• **Collected data**
......

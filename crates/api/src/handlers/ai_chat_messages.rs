//! Handlers for a project's AI chat (`/projects/{project_id}/chat`).

use axum::extract::State;
use kublade_core::error::CoreError;
use kublade_core::types::DbId;
use kublade_core::validation::{validate_chat_content, validate_chat_role};
use kublade_db::models::ai_chat_message::{AiChatMessage, CreateAiChatMessage};
use kublade_db::repositories::{AiChatMessageRepo, ProjectRepo};
use serde::Deserialize;
use validator::Validate;

use crate::error::AppResult;
use crate::extract::{ApiPath, ValidJson};
use crate::middleware::auth::AuthUser;
use crate::response::Envelope;
use crate::state::AppState;

#[derive(Debug, Deserialize, Validate)]
pub struct CreateChatMessageRequest {
    pub role: String,
    #[validate(length(min = 1, message = "Message content must not be empty"))]
    pub content: String,
}

/// GET /api/v1/projects/{project_id}/chat
pub async fn list(
    State(state): State<AppState>,
    ApiPath(project_id): ApiPath<DbId>,
) -> AppResult<Envelope<Vec<AiChatMessage>>> {
    ensure_project(&state, project_id).await?;
    let messages = AiChatMessageRepo::list_for_project(&state.pool, project_id).await?;
    Ok(Envelope::ok("Chat messages", messages))
}

/// POST /api/v1/projects/{project_id}/chat
pub async fn create(
    State(state): State<AppState>,
    user: AuthUser,
    ApiPath(project_id): ApiPath<DbId>,
    ValidJson(input): ValidJson<CreateChatMessageRequest>,
) -> AppResult<Envelope<AiChatMessage>> {
    validate_chat_role(&input.role)?;
    validate_chat_content(&input.content)?;
    ensure_project(&state, project_id).await?;

    let message = AiChatMessageRepo::create(
        &state.pool,
        project_id,
        user.user_id,
        &CreateAiChatMessage {
            role: input.role,
            content: input.content,
        },
    )
    .await?;

    tracing::debug!(project_id = %project_id, message_id = %message.id, "Chat message stored");
    Ok(Envelope::created("Chat message created", message))
}

async fn ensure_project(state: &AppState, project_id: DbId) -> AppResult<()> {
    ProjectRepo::find_by_id(&state.pool, project_id)
        .await?
        .ok_or(CoreError::not_found("Project", project_id))?;
    Ok(())
}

......

• **Task instructions**
Reproduce nothing but the lines from the line containing "async fn ensure_project(state: &AppState, project_id: DbId)" to the last line of the data, each exactly as written.

• **Solved exercise**
async fn ensure_project(state: &AppState, project_id: DbId) -> AppResult<()> {
    ProjectRepo::find_by_id(&state.pool, project_id)
        .await?
        .ok_or(CoreError::not_found("Project", project_id))?;
    Ok(())
}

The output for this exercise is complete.